Per il rapporto “Lo Stato italiano ha prestato negli anni sempre più attenzione al tema della violenza nei confronti delle donne ma lo ha fatto quasi esclusivamente sul versante normativo ed in particolare sul versante della criminalizzazione delle condotte” ma non nella prevenzione e in ogni caso senza applicare fino in fondo le stesse normative approvate, come la stessa Convenzione mai del tutto implementata.

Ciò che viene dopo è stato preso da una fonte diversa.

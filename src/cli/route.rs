//! CLI route: run context. Loads inputs once, then either answers locally
//! (dry run, listing, declined confirmation) or drives the orchestrator.

use crate::cli::parse::Cli;
use crate::cli::presentation::{
    confirmation_prompt, format_combinations, format_dry_run_json, format_dry_run_text,
    format_progress_event, format_report_json, format_report_text,
};
use crate::config::{ConfigLoader, WedgeConfig, WedgeSettings};
use crate::error::{ConfigError, WedgeError};
use crate::orchestrator::{Orchestrator, ResolutionPolicy, RunOptions, Sweep};
use crate::progress::ProgressBus;
use crate::transport::ComfyClient;
use crate::workflow::WorkflowGraph;
use std::io::Read;
use std::time::Duration;
use tokio_util::sync::CancellationToken;
use tracing::info;

/// What the binary prints to stdout and the code it exits with.
#[derive(Debug, Clone, PartialEq)]
pub struct RunOutcome {
    pub output: String,
    pub exit_code: i32,
}

impl RunOutcome {
    fn done(output: impl Into<String>) -> Self {
        Self {
            output: output.into(),
            exit_code: 0,
        }
    }
}

/// Settings for an invocation: `--settings` alone, or the layered sources
/// around the workflow.
pub fn load_settings(cli: &Cli) -> Result<WedgeSettings, ConfigError> {
    match &cli.settings {
        Some(path) => ConfigLoader::load_from_file(path),
        None => ConfigLoader::load(cli.workflow_dir()),
    }
}

/// Settings first, CLI flags on top.
pub fn run_options(cli: &Cli, settings: &WedgeSettings) -> RunOptions {
    let mut options = RunOptions::from_settings(settings);
    options.limit = cli.limit.map(|l| l as usize);
    options.stream |= cli.stream;
    options.strict |= cli.strict;
    options.stop_on_first_failure |= cli.stop_on_failure;
    if cli.skip_unresolved {
        options.resolution_policy = ResolutionPolicy::Skip;
    }
    if let Some(secs) = cli.timeout_secs {
        options.job_timeout = Duration::from_secs(secs);
    }
    if let Some(retries) = cli.retries {
        options.retries = retries;
    }
    if let Some(title) = &cli.output_node {
        let title = title.trim();
        options.output_title = (!title.is_empty()).then(|| title.to_string());
    }
    options
}

pub struct RunContext {
    settings: WedgeSettings,
    options: RunOptions,
    sweep: Sweep,
    dry_run: bool,
    print_combinations: bool,
    confirm: bool,
    json: bool,
    verbose: bool,
    progress_lines: bool,
}

impl RunContext {
    /// Load settings, the base workflow, and the wedge config, and expand the plan.
    pub fn new(cli: &Cli) -> Result<Self, WedgeError> {
        let settings = load_settings(cli)?;
        let options = run_options(cli, &settings);

        let base = WorkflowGraph::load(&cli.workflow)?;
        let config = if cli.config_stdin {
            let mut raw = String::new();
            std::io::stdin()
                .read_to_string(&mut raw)
                .map_err(|source| ConfigError::Io {
                    path: "<stdin>".into(),
                    source,
                })?;
            info!("Loaded config from stdin");
            WedgeConfig::from_json_str(&raw)?
        } else {
            let path = WedgeConfig::discover(&cli.workflow, cli.config.as_deref())?;
            info!(path = %path.display(), "Loaded config file");
            WedgeConfig::load(&path)?
        };
        info!(
            "Config for output '{}': {} override(s), {} axis(es)",
            config.output_folder,
            config.overrides.len(),
            config.axes.len()
        );

        let sweep = Sweep::new(base, config, &options)?;
        Ok(Self {
            settings,
            options,
            sweep,
            dry_run: cli.dry_run,
            print_combinations: cli.print_combinations,
            confirm: cli.confirm && !cli.no_confirm,
            json: cli.format == "json",
            verbose: cli.verbose,
            progress_lines: false,
        })
    }

    /// Print per-job progress lines to stderr while the run proceeds.
    pub fn with_progress_lines(mut self, enabled: bool) -> Self {
        self.progress_lines = enabled;
        self
    }

    pub fn settings(&self) -> &WedgeSettings {
        &self.settings
    }

    pub fn options(&self) -> &RunOptions {
        &self.options
    }

    pub fn sweep(&self) -> &Sweep {
        &self.sweep
    }

    /// Everything that happens before the first submission. Returns an
    /// outcome when the invocation ends here.
    pub fn preflight(&self) -> Result<Option<RunOutcome>, WedgeError> {
        let plan = self.sweep.plan();

        if self.dry_run {
            let jobs = self.sweep.dry_run(&self.options)?;
            let output = if self.json {
                format_dry_run_json(&jobs, plan.total())?
            } else {
                format_dry_run_text(&jobs, plan.total())
            };
            info!("Dry run complete; nothing submitted");
            return Ok(Some(RunOutcome::done(output)));
        }

        if self.print_combinations && !self.json {
            println!("{}", format_combinations(plan));
        }

        if self.confirm {
            use dialoguer::Confirm;
            let prompt = confirmation_prompt(plan.planned(), &self.sweep.config().images_dir());
            let confirmed = Confirm::new()
                .with_prompt(prompt)
                .default(false)
                .interact()
                .map_err(|e| ConfigError::Settings(format!("Failed to get user input: {}", e)))?;
            if !confirmed {
                info!("Submission cancelled by user");
                return Ok(Some(RunOutcome::done("Submission cancelled.")));
            }
        }

        Ok(None)
    }

    /// Submit the sweep to the configured server.
    pub async fn submit(self, cancel: CancellationToken) -> Result<RunOutcome, WedgeError> {
        let url = self.sweep.config().base_url();
        let client = ComfyClient::new(url.clone(), &self.settings.transport)?;
        info!(url = %url, client_id = client.client_id(), "Using ComfyUI server");

        let strict = self.options.strict;
        let mut orchestrator = Orchestrator::new(client, self.sweep, self.options);

        let printer = if self.progress_lines {
            let (bus, rx) = ProgressBus::new_pair();
            orchestrator = orchestrator.with_progress(bus);
            let color = self.settings.logging.color && is_terminal();
            Some(std::thread::spawn(move || {
                for event in rx {
                    if let Some(line) = format_progress_event(&event, color) {
                        eprintln!("{}", line);
                    }
                }
            }))
        } else {
            None
        };

        let result = orchestrator.run(cancel).await;
        drop(orchestrator);
        if let Some(handle) = printer {
            if handle.join().is_err() {
                tracing::warn!("Progress printer thread panicked");
            }
        }
        let report = result?;

        let output = if self.json {
            format_report_json(&report)?
        } else {
            format_report_text(&report, self.verbose)
        };
        Ok(RunOutcome {
            output,
            exit_code: report.exit_code(strict),
        })
    }
}

fn is_terminal() -> bool {
    use std::io::IsTerminal;
    std::io::stderr().is_terminal()
}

Donne non credute in tribunale e rivittimizzate, donne rimandate a casa dopo la denuncia in questura, donne non protette e per questo uccise dai loro partner, bambini uccisi per vedetta e mai tutelati, fatti che ancora leggiamo in cronaca nera per un semplice motivo: negligenza delle istituzioni che hanno creato “un vuoto che riguarda azioni concrete su tutto il territorio”. In Italia il contrasto al femminicidio funziona a macchia di leopardo con luoghi che sono all’altezza della situazione e altri che espongono le stesse donne alla violenza che subiscono. Un dato che ci chiarisce come uscire dalla violenza sia legato alla fortuna di chi incontri: non sufficienti i posti letto nelle case rifugio (siamo sotto di 5.000 rispetto agli standard europei), scarsa la formazione sia delle forze dell’ordine che del personale sanitario, per non parlare degli assistenti sociali o psicologi che usano nei tribunali l’alienazione parentale per colpevolizzare le madri anche in situazioni di evidente violenza e ricattandole con la sottrazione dei figli se non si mostrano accondiscendenti con i loro ex, spesso maltrattanti.

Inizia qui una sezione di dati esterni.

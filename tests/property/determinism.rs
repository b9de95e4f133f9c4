//! Property-based tests for determinism guarantees

use proptest::prelude::*;
use serde_json::{json, Value};
use std::collections::HashSet;
use wedge::axis::{expand, AxisSpec, AxisTarget};
use wedge::combination::CombinationPlan;
use wedge::error::ConfigError;
use wedge::naming::output_name;

fn scalar() -> impl Strategy<Value = Value> {
    prop_oneof![
        (-5i64..5).prop_map(Value::from),
        (-5i64..5).prop_map(|n| json!(n as f64)),
        (-50i64..50).prop_map(|n| json!(n as f64 / 4.0)),
        any::<bool>().prop_map(Value::from),
        prop::sample::select(vec!["1", "3", "true", "false", "2.5", "euler"])
            .prop_map(Value::from),
    ]
}

fn explicit_axes(lengths: &[usize]) -> Vec<AxisSpec> {
    lengths
        .iter()
        .enumerate()
        .map(|(axis, &len)| {
            let values = (0..len).map(|v| json!(v)).collect();
            AxisSpec::explicit(AxisTarget::new(format!("Node{}", axis), "p"), values).unwrap()
        })
        .collect()
}

/// Enumerating the same plan twice yields the same sequence.
#[test]
fn test_enumeration_determinism_property() {
    let mut runner = proptest::test_runner::TestRunner::default();

    runner
        .run(&prop::collection::vec(1usize..5, 0..4), |lengths| {
            let plan = CombinationPlan::new(&explicit_axes(&lengths), None).unwrap();
            let first: Vec<_> = plan.iter().collect();
            let second: Vec<_> = plan.iter().collect();
            assert_eq!(first, second);
            Ok(())
        })
        .unwrap();
}

proptest! {
    #[test]
    fn product_size_matches_axis_lengths(lengths in prop::collection::vec(1usize..6, 0..4)) {
        let plan = CombinationPlan::new(&explicit_axes(&lengths), None).unwrap();
        let expected: usize = lengths.iter().product();
        prop_assert_eq!(plan.total(), expected);
        prop_assert_eq!(plan.iter().count(), expected);
    }

    #[test]
    fn limit_caps_enumeration(
        lengths in prop::collection::vec(1usize..6, 1..4),
        limit in 1usize..200,
    ) {
        let plan = CombinationPlan::new(&explicit_axes(&lengths), Some(limit)).unwrap();
        let total: usize = lengths.iter().product();
        let combos: Vec<_> = plan.iter().collect();
        prop_assert_eq!(combos.len(), limit.min(total));
        let indices: Vec<usize> = combos.iter().map(|c| c.index).collect();
        prop_assert_eq!(indices, (1..=limit.min(total)).collect::<Vec<_>>());
    }

    #[test]
    fn explicit_values_are_returned_verbatim(values in prop::collection::vec(any::<i64>(), 1..20)) {
        let values: Vec<Value> = values.into_iter().map(Value::from).collect();
        let spec = AxisSpec::explicit(AxisTarget::new("N", "p"), values.clone()).unwrap();
        prop_assert_eq!(expand(&spec).unwrap(), values);
    }

    #[test]
    fn integer_range_count(min in -100i64..100, span in 0i64..200, step in 1i64..10) {
        let max = min + span;
        let spec = AxisSpec::min_max(AxisTarget::new("N", "p"), min as f64, max as f64, step as f64).unwrap();
        let values = expand(&spec).unwrap();
        prop_assert_eq!(values.len() as i64, span / step + 1);
        prop_assert_eq!(values.first(), Some(&json!(min)));
        prop_assert!(values.iter().all(|v| v.as_i64().map_or(false, |n| n <= max)));
    }

    #[test]
    fn names_are_injective_over_string_values(
        texts in prop::collection::hash_set(any::<String>(), 1..12),
    ) {
        let values: Vec<Value> = texts.into_iter().map(Value::from).collect();
        let spec = AxisSpec::explicit(AxisTarget::new("CLIPTextEncode", "text"), values).unwrap();
        let plan = CombinationPlan::new(&[spec], None).unwrap();
        let names: Vec<String> = plan.iter().map(|c| output_name(&c, "wedge")).collect();
        let unique: HashSet<&String> = names.iter().collect();
        prop_assert_eq!(unique.len(), names.len());
        prop_assert!(names.iter().all(|n| !n.contains('/')));
    }

    /// Mixed scalar axes either load with distinct names or are refused at load.
    #[test]
    fn names_are_injective_over_mixed_scalars(values in prop::collection::vec(scalar(), 1..12)) {
        match AxisSpec::explicit(AxisTarget::new("KSampler", "seed"), values) {
            Ok(spec) => {
                let plan = CombinationPlan::new(&[spec], None).unwrap();
                let names: Vec<String> = plan.iter().map(|c| output_name(&c, "w")).collect();
                let unique: HashSet<&String> = names.iter().collect();
                prop_assert_eq!(unique.len(), names.len());
            }
            Err(err) => prop_assert!(
                matches!(err, ConfigError::InvalidAxis { .. }),
                "unexpected error {}",
                err
            ),
        }
    }
}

Per il rapporto “Il Governo appena insediato oltre ad avere una rappresentanza femminile minima”, non ha il Ministero per le Pari Opportunità, ma un “Ministero per la famiglia e la disabilità dichiaratamente contrario all’aborto e con posizioni reazionarie sui diritti LGBT”, mentre “la delega sulle Pari Opportunità è stata data a un uomo la cui competenza deriva dall’essere stato Presidente di UNICEF Italia”. Un governo che non ha nessuna intenzione di affrontare il cambiamento di una cultura sessista e misogina né tanto meno di attuare politiche di genere adeguate al raggiungimento delle pari opportunità necessarie a un vero contrasto alla violenza di genere, né ha intenzione di mettere in campo “tutti gli strumenti possibili per combattere la violenza contro le donne, supportandoli con i necessari finanziamenti e progetti economici a lungo termine”. A oggi i centri antiviolenza continuano con finanziamenti a singhiozzo che non tutelano la loro esistenza, invece necessaria, con soldi che non vengono stanziati (come i 30 milioni del Piano antiviolenza strategico 2017-2020) o dati col contagocce dalle Regioni.

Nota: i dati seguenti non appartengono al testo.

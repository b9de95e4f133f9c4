//! Per-combination graph patching.

use crate::axis::AxisTarget;
use crate::combination::Combination;
use crate::error::{ConfigError, WedgeError};
use crate::workflow::graph::WorkflowGraph;
use serde::{Deserialize, Serialize};
use serde_json::{json, Value};
use std::collections::HashSet;

/// A static value written to every combination before any wedge value.
#[derive(Debug, Clone, PartialEq, Serialize, Deserialize)]
pub struct Override {
    pub target: AxisTarget,
    pub value: Value,
}

impl Override {
    pub fn new(node: impl Into<String>, param: impl Into<String>, value: Value) -> Self {
        Self {
            target: AxisTarget::new(node, param),
            value,
        }
    }
}

/// Produce the job graph for one combination.
///
/// The base graph is cloned, never modified. Overrides apply in declaration
/// order, then the combination's values in axis order, so a wedge replaces an
/// override on the same parameter. Two axes landing on the same resolved
/// `(node, parameter)` are a configuration error.
pub fn patch(
    base: &WorkflowGraph,
    overrides: &[Override],
    combo: &Combination,
) -> Result<WorkflowGraph, WedgeError> {
    let mut graph = base.clone();

    for o in overrides {
        graph.set_input(&o.target.node, &o.target.param, o.value.clone())?;
    }

    let mut written: HashSet<(String, String)> = HashSet::new();
    for (target, value) in &combo.values {
        let node_id = graph.resolve_node(&target.node)?;
        if !written.insert((node_id.clone(), target.param.clone())) {
            return Err(ConfigError::ConflictingAxis {
                node: target.node.clone(),
                param: target.param.clone(),
            }
            .into());
        }
        graph.set_input_by_id(&target.node, &node_id, &target.param, value.clone())?;
    }

    Ok(graph)
}

/// Metadata stored with each job's outputs: the sweep config and this
/// combination's position in the run.
pub fn annotate(config: &Value, combo: &Combination, planned: usize, output_name: &str) -> Value {
    json!({
        "wedge_config": config,
        "wedge_iteration": {
            "index": combo.index,
            "of": planned,
            "combination": combo.to_json(),
            "output": output_name,
        },
    })
}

In questi giorni il dipartimento pari opportunità, ha dato circa 11 milioni di euro a enti religiosi, associazioni sportive, tra cui la Nazionale cantanti, agenzie di comunicazione, lasciando all’asciutto i centri antiviolenza che nel 2017 hanno accolto 49.152 donne e che
sono l’unico baluardo reale di contrasto alla violenza maschile.